The external enclosures being tested in these tests are as follows:

• MassCool (UHB-2233) USB 3
• Hornettek (Panther) USB 3
• Vantec NexStar CX (NST-200SU-BK) eSATA

The SSD’s used with the external enclosures listed above are:

• OCZ Vertex 2 120GB SATA II
• OCZ Agility 3 240GB SATA III

At the time that I bought the 120GB drive I paid close to $2.42 per megabyte for it, and at the time this was a good deal.  When I purchased the 240GB SSD I paid right around $1.08 per megabyte, showing how much the prices have decreased nearly 3 years later.  I happen to own a number of OCZ drives at home and they are one of my favorite brands personally because of the overall reliability I’ve had with them the last three years as well as the performance to cost ratio I’ve experienced. Initially I was just testing the MassCool USB 3 enclosures that I purchased, and I was incredibly happy with the performance that I had from them.  However, after tweeting about the results, my friend Jose Chinchilla (Blog | Twitter) mentioned that I should also try out eSATA because it performed significantly better in his own tests.  Based on this tweet, I set out to my local MicroCenter computer store to purchase a eSATA enclosure and while I was buying it, one of the sales representatives, a guy named Chris, approached me and asked what I was planning to do with the enclosure because USB 3.0 should be faster for SSD’s.
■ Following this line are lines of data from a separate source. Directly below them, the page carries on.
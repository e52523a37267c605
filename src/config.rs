//! Settings for a single `generate` run
//!
//! A [`GenerateConfig`] is assembled from command-line arguments and checked
//! with [`GenerateConfig::validate`] before any detector runs or any file is
//! written.
//!
//! # Example
//!
//! ```no_run
//! use workflow_advisor::{GenerateConfig, RealFileSystem};
//!
//! let config = GenerateConfig::new(
//!     ".cloudbees/workflows/workflow.yaml",
//!     ".",
//!     vec!["go".to_string(), "js".to_string()],
//! );
//! config.validate(&RealFileSystem).expect("Invalid configuration");
//! ```

use crate::fs::FileSystem;
use std::path::PathBuf;
use thiserror::Error;

/// Configuration errors
#[derive(Debug, Error)]
pub enum ConfigError {
    #[error("No generators specified. Pass at least one with --generator")]
    NoGenerators,

    #[error("Generator names must not be empty")]
    EmptyGeneratorName,

    #[error("Source directory {0:?} does not exist or is not a directory")]
    InvalidSourceDir(PathBuf),

    #[error("Workflow path {0:?} is a directory")]
    WorkflowIsDirectory(PathBuf),
}

#[derive(Debug, Clone, PartialEq, Eq)]
pub struct GenerateConfig {
    /// Workflow document to read and rewrite
    pub workflow_path: PathBuf,

    /// Root of the source tree handed to the detectors
    pub src_dir: PathBuf,

    /// Public detector names, in the order they run
    pub generators: Vec<String>,
}

impl GenerateConfig {
    /// Generator names are trimmed; order and duplicates are kept.
    pub fn new(
        workflow_path: impl Into<PathBuf>,
        src_dir: impl Into<PathBuf>,
        generators: Vec<String>,
    ) -> Self {
        Self {
            workflow_path: workflow_path.into(),
            src_dir: src_dir.into(),
            generators: generators
                .into_iter()
                .map(|g| g.trim().to_string())
                .collect(),
        }
    }

    pub fn validate(&self, fs: &dyn FileSystem) -> Result<(), ConfigError> {
        if self.generators.is_empty() {
            return Err(ConfigError::NoGenerators);
        }

        if self.generators.iter().any(|g| g.is_empty()) {
            return Err(ConfigError::EmptyGeneratorName);
        }

        if !fs.is_dir(&self.src_dir) {
            return Err(ConfigError::InvalidSourceDir(self.src_dir.clone()));
        }

        if fs.is_dir(&self.workflow_path) {
            return Err(ConfigError::WorkflowIsDirectory(self.workflow_path.clone()));
        }

        Ok(())
    }
}

#[cfg(test)]
mod tests {
    use super::*;
    use crate::fs::MockFileSystem;

    fn mock_tree() -> MockFileSystem {
        let mut fs = MockFileSystem::new();
        fs.add_file("src/go.mod", "module x");
        fs.add_dir(".cloudbees/workflows");
        fs
    }

    fn config(generators: &[&str]) -> GenerateConfig {
        GenerateConfig::new(
            "/mock/.cloudbees/workflows/workflow.yaml",
            "/mock/src",
            generators.iter().map(|g| g.to_string()).collect(),
        )
    }

    #[test]
    fn test_new_trims_generator_names() {
        let config = config(&[" go", "js ", "go"]);
        assert_eq!(config.generators, vec!["go", "js", "go"]);
    }

    #[test]
    fn test_validate_ok() {
        assert!(config(&["go"]).validate(&mock_tree()).is_ok());
    }

    #[test]
    fn test_validate_no_generators() {
        let err = config(&[]).validate(&mock_tree()).unwrap_err();
        assert!(matches!(err, ConfigError::NoGenerators));
    }

    #[test]
    fn test_validate_blank_generator() {
        let err = config(&["go", "  "]).validate(&mock_tree()).unwrap_err();
        assert!(matches!(err, ConfigError::EmptyGeneratorName));
    }

    #[test]
    fn test_validate_missing_source_dir() {
        let mut config = config(&["go"]);
        config.src_dir = PathBuf::from("/mock/nope");

        let err = config.validate(&mock_tree()).unwrap_err();
        assert!(matches!(err, ConfigError::InvalidSourceDir(_)));
    }

    #[test]
    fn test_validate_source_is_file() {
        let mut config = config(&["go"]);
        config.src_dir = PathBuf::from("/mock/src/go.mod");

        let err = config.validate(&mock_tree()).unwrap_err();
        assert!(matches!(err, ConfigError::InvalidSourceDir(_)));
    }

    #[test]
    fn test_validate_workflow_is_directory() {
        let mut config = config(&["go"]);
        config.workflow_path = PathBuf::from("/mock/.cloudbees/workflows");

        let err = config.validate(&mock_tree()).unwrap_err();
        assert!(matches!(err, ConfigError::WorkflowIsDirectory(_)));
        assert!(err.to_string().contains("is a directory"));
    }
}
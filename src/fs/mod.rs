//! FileSystem abstraction for testable source tree inspection

mod mock;
mod real;
mod r#trait;

pub use mock::MockFileSystem;
pub use r#trait::{FileSystem, FileType};
pub use real::RealFileSystem;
The numbers he quoted didn’t match my previous testing, so he made a recommendation for a specific USB 3.0 enclosure, and I figured, for $20 it was worth testing, so I bought an extra Hornettek Panther USB 3.0 device for comparison testing along with the Vantec NexStar CX eSATA enclosure I had already selected.
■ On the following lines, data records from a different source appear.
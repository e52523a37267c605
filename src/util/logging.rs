//! Structured logging setup
//!
//! Logs go to stderr so stdout stays free for command output. Filtering
//! honours `RUST_LOG` on top of the configured level for this crate.
//!
//! # Example
//!
//! ```no_run
//! use workflow_advisor::util::logging;
//! use tracing::{debug, info};
//!
//! logging::init_logging(logging::LoggingConfig::from_env());
//!
//! info!("Starting");
//! debug!(job = "go-build", "Added job");
//! ```

use std::env;
use std::io;
use std::sync::Once;
use tracing::Level;
use tracing_subscriber::filter::{Directive, LevelFilter};
use tracing_subscriber::{fmt, layer::SubscriberExt, util::SubscriberInitExt, EnvFilter};

const LOG_LEVEL_ENV: &str = "WORKFLOW_ADVISOR_LOG_LEVEL";
const LOG_JSON_ENV: &str = "WORKFLOW_ADVISOR_LOG_JSON";

/// Ensures logging is only initialized once
static INIT: Once = Once::new();

#[derive(Debug, Clone)]
pub struct LoggingConfig {
    /// Minimum level for events from this crate
    pub level: Level,

    /// Emit one JSON object per event instead of human-readable lines
    pub use_json: bool,

    /// Include the module target (e.g. `workflow_advisor::detection`)
    pub include_target: bool,

    /// Include file and line number information
    pub include_location: bool,

    pub include_thread_ids: bool,
}

impl Default for LoggingConfig {
    /// WARN level, plain text, targets only. A CLI run is quiet unless asked.
    fn default() -> Self {
        Self {
            level: Level::WARN,
            use_json: false,
            include_target: true,
            include_location: false,
            include_thread_ids: false,
        }
    }
}

impl LoggingConfig {
    pub fn with_level(level: Level) -> Self {
        Self {
            level,
            ..Default::default()
        }
    }

    /// Reads `WORKFLOW_ADVISOR_LOG_LEVEL` and `WORKFLOW_ADVISOR_LOG_JSON`
    pub fn from_env() -> Self {
        Self::from_values(env::var(LOG_LEVEL_ENV).ok(), env::var(LOG_JSON_ENV).ok())
    }

    /// Unset or unparsable values keep the defaults
    fn from_values(level: Option<String>, json: Option<String>) -> Self {
        Self {
            level: level.map_or(Level::WARN, |v| parse_level(&v)),
            use_json: json.and_then(|v| v.parse::<bool>().ok()).unwrap_or(false),
            ..Default::default()
        }
    }
}

/// Parses a log level, case-insensitively. Unknown values fall back to WARN.
pub fn parse_level(level_str: &str) -> Level {
    match level_str.trim().to_lowercase().as_str() {
        "trace" => Level::TRACE,
        "debug" => Level::DEBUG,
        "info" => Level::INFO,
        "warn" | "warning" => Level::WARN,
        "error" => Level::ERROR,
        _ => {
            eprintln!(
                "Invalid log level '{}', defaulting to WARN. Valid levels: trace, debug, info, warn, error",
                level_str
            );
            Level::WARN
        }
    }
}

fn build_filter(level: Level) -> EnvFilter {
    let filter = EnvFilter::builder()
        .with_default_directive(LevelFilter::from_level(level).into())
        .from_env_lossy();

    match format!("workflow_advisor={}", level).parse::<Directive>() {
        Ok(directive) if env::var("RUST_LOG").is_err() => filter.add_directive(directive),
        _ => filter,
    }
}

/// Installs the global subscriber. Only the first call has any effect.
pub fn init_logging(config: LoggingConfig) {
    INIT.call_once(|| {
        let filter = build_filter(config.level);

        if config.use_json {
            tracing_subscriber::registry()
                .with(filter)
                .with(
                    fmt::layer()
                        .json()
                        .with_writer(io::stderr)
                        .with_target(config.include_target)
                        .with_file(config.include_location)
                        .with_line_number(config.include_location)
                        .with_thread_ids(config.include_thread_ids),
                )
                .init();
        } else {
            tracing_subscriber::registry()
                .with(filter)
                .with(
                    fmt::layer()
                        .with_writer(io::stderr)
                        .with_target(config.include_target)
                        .with_file(config.include_location)
                        .with_line_number(config.include_location)
                        .with_thread_ids(config.include_thread_ids),
                )
                .init();
        }
    });
}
For the tests, I ran a short set of tests using SQLIO that I previously blogged about on my blog post about the Powershell parser for SQLIO output.  The results from the tests are below:

The two external USB 3.0 HDD drives had very similar performance characteristics, and they beat their USB 2.0 counterparts performance wise significantly.  I’ve been incredibly happy with my USB 3.0 HDDs overall for the last few years and I only purchase USB 3.0 HDD drives based on my performance tests a few years ago.  However, when compared with the USB 3.0 external enclosures with the SSD’s, the performance difference is quite significant.  One of the problems I’ve had lately is being able to fit all of the virtual machine hard drives, VHD’s for Hyper-V when using my dual boot Hyper-V host VHD, as well as my original VMware Workstation VMDK’s for classes, and even the VirtualBox virtual disk images (VDI) from my blog series on building a completely free playground.  Using the SSD’s with USB 3.0 definitely makes storing my virtual hard disk files on an external array much more feasible performance wise, and my only real limitation from testing is the size of the external device. 

However, the performance of the eSATA external enclosure is incredibly better, with the side trade off that I can only have 1 of them attached to my laptops at a time, and for my personal laptop, the fact that the eSATA enclosure requires not only the eSATA port for throughput, but also the additional USB 2.0 port for power really limits what I can do as far as having multiple disks connected to the laptop.  To be honest, this is something that I can live with given that I also have swapped out my CD/DVD ROM bay for a replacement New Mode US second HDD conversion. This means that I can have two 240GB OCZ SSD’s in my E5420, which is a similar configuration to the dual 256GB Dell SSD configuration in my Precision M6500 for work, while being able to move VM images between the two machines using my older 120GB SSD’s with fantastic performance.

If you are looking at really high performance external hard disk configurations for scalability, I would highly recommend looking at either eSATA with an extra SSD drive or if you need multiple devices and you have USB 3.0, consider going that route.  Either will outperform your existing options significantly.  For the time being, I am going to stick with one eSATA device, which is compatible with both of my laptops, and one USB 3.0 device, which only works with my M6500 at USB 3.0 speeds.  My E5420 only has USB 2.0 onboard, so it makes more sense for me to stick with eSATA for the main shared drive.